Glioblastomas, accounting for approximately 50% of gliomas, comprise the most aggressive, highly heterogeneous, and malignant brain tumors. The objective of this study was to develop and evaluate a new targeted therapy, i.e., highly potent natural compound verrucarin A (Ver-A), delivered with monoclonal antibody-directed extracellular vesicle (mAb-EV). First, the high surface expression of epidermal growth factor receptor (EGFR) in glioblastoma patient tissue and cell lines was confirmed using immunohistochemistry staining, flow cytometry, and Western blotting. mAb-EV-Ver-A was constructed by packing Ver-A and tagging anti-EGFR mAb to EV generated from HEK293F culture. Confocal microscopy and the In Vivo Imaging System demonstrated that mAb-EV could penetrate the blood-brain barrier, target intracranial glioblastoma xenografts, and deliver drug intracellularly.
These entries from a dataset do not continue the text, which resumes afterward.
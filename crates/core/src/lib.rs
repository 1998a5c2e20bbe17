//! Domain core of the achievement service.
//!
//! Achievements are stored twice: content in a document store and lifecycle
//! status in a relational reference store. [`coordinator`] keeps the pair
//! consistent, [`workflow`] drives the verification state machine, and
//! [`scoring`] derives points from type-specific details. Storage and
//! notification backends plug in through the traits in [`ports`].

pub mod achievement;
pub mod authorization;
pub mod coordinator;
pub mod details;
pub mod error;
pub mod notification;
pub mod pagination;
pub mod ports;
pub mod roles;
pub mod scoring;
pub mod types;
pub mod workflow;

#[cfg(any(test, feature = "test-support"))]
pub mod memory;

#[cfg(test)]
mod properties;
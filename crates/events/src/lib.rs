//! Achievo event bus and notification delivery.
//!
//! - [`EventBus`] is the in-process publish/subscribe hub backed by
//!   `tokio::sync::broadcast`.
//! - [`PlatformEvent`] is the event envelope carried on the bus.
//! - [`BusNotifier`] implements the core's `Notifier` port by publishing
//!   notification events; it never blocks or fails the caller.
//! - [`NotificationDelivery`] is the background service that writes those
//!   events into each recipient's inbox.

pub mod bus;
pub mod delivery;
pub mod notifier;

pub use bus::{EventBus, PlatformEvent};
pub use delivery::NotificationDelivery;
pub use notifier::BusNotifier;
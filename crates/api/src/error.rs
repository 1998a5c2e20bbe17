use achievo_core::error::CoreError;
use axum::http::StatusCode;
use axum::response::{IntoResponse, Response};
use serde_json::json;

/// Application-level error type for HTTP handlers.
///
/// Wraps [`CoreError`] for domain errors and adds HTTP-specific variants.
/// Implements [`IntoResponse`] to produce `{ "error", "code" }` bodies.
#[derive(Debug, thiserror::Error)]
pub enum AppError {
    /// A domain-level error from `achievo_core`.
    #[error(transparent)]
    Core(#[from] CoreError),

    /// A malformed request (bad query value, missing field).
    #[error("Bad request: {0}")]
    BadRequest(String),

    #[error("Internal error: {0}")]
    InternalError(String),
}

/// Convenience type alias for handler return values.
pub type AppResult<T> = Result<T, AppError>;

/// Message returned in place of any internal detail.
const SANITIZED: &str = "An internal error occurred";

impl IntoResponse for AppError {
    fn into_response(self) -> Response {
        let (status, code, message) = match &self {
            AppError::Core(core) => classify_core_error(core),
            AppError::BadRequest(msg) => (StatusCode::BAD_REQUEST, "BAD_REQUEST", msg.clone()),
            AppError::InternalError(msg) => {
                tracing::error!(error = %msg, "Internal error");
                (
                    StatusCode::INTERNAL_SERVER_ERROR,
                    "INTERNAL_ERROR",
                    SANITIZED.to_string(),
                )
            }
        };

        let body = json!({
            "error": message,
            "code": code,
        });

        (status, axum::Json(body)).into_response()
    }
}

/// Map a domain error to its HTTP status, stable code and client message.
fn classify_core_error(err: &CoreError) -> (StatusCode, &'static str, String) {
    let status = match err {
        CoreError::InvalidType(_) | CoreError::InvalidArgument(_) => StatusCode::BAD_REQUEST,
        CoreError::NotFound { .. } => StatusCode::NOT_FOUND,
        CoreError::Unauthorized(_) => StatusCode::UNAUTHORIZED,
        CoreError::Forbidden(_) => StatusCode::FORBIDDEN,
        CoreError::InvalidState(_) => StatusCode::CONFLICT,
        CoreError::StoreUnavailable { .. } | CoreError::ReferenceCreateFailed => {
            StatusCode::SERVICE_UNAVAILABLE
        }
        CoreError::DocumentMissing { .. } | CoreError::Internal(_) => {
            StatusCode::INTERNAL_SERVER_ERROR
        }
    };

    let message = match err {
        CoreError::InvalidType(msg)
        | CoreError::InvalidArgument(msg)
        | CoreError::Unauthorized(msg)
        | CoreError::Forbidden(msg)
        | CoreError::InvalidState(msg) => msg.clone(),
        CoreError::NotFound { entity, id } => format!("{entity} with id {id} not found"),
        // Names only the store, never the adapter's error text.
        CoreError::StoreUnavailable { .. } | CoreError::ReferenceCreateFailed => err.to_string(),
        CoreError::DocumentMissing { .. } | CoreError::Internal(_) => {
            tracing::error!(error = %err, "Internal core error");
            SANITIZED.to_string()
        }
    };

    (status, err.code(), message)
}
The in vitro cytotoxicity study showed IC50 values of 2-12 nM of Ver-A. The hematoxylin and eosin staining of major organs in the tolerated dose study indicated minimal systemic toxicity of mAb-EV-Ver-A. Finally, the in vivo anti-tumor efficacy study in intracranial xenograft models demonstrated that EGFR mAb-EV-Ver-A effectively inhibited glioblastoma growth, but the combination with VEGF mAb did not improve the therapeutic efficacy. This study suggested that mAb-EV is an effective drug delivery vehicle and natural Ver-A has great potential to treat glioblastoma.

Automated summary

This study developed and evaluated a new targeted therapy using highly potent natural compound verrucarin A (Ver-A) delivered with monoclonal antibody-directed extracellular vesicle (mAb-EV). The results showed that mAb-EV can penetrate the blood-brain barrier, target glioblastoma, and deliver drugs intracellularly. In vivo studies demonstrated that EGFR mAb-EV-Ver-A effectively inhibited glioblastoma growth.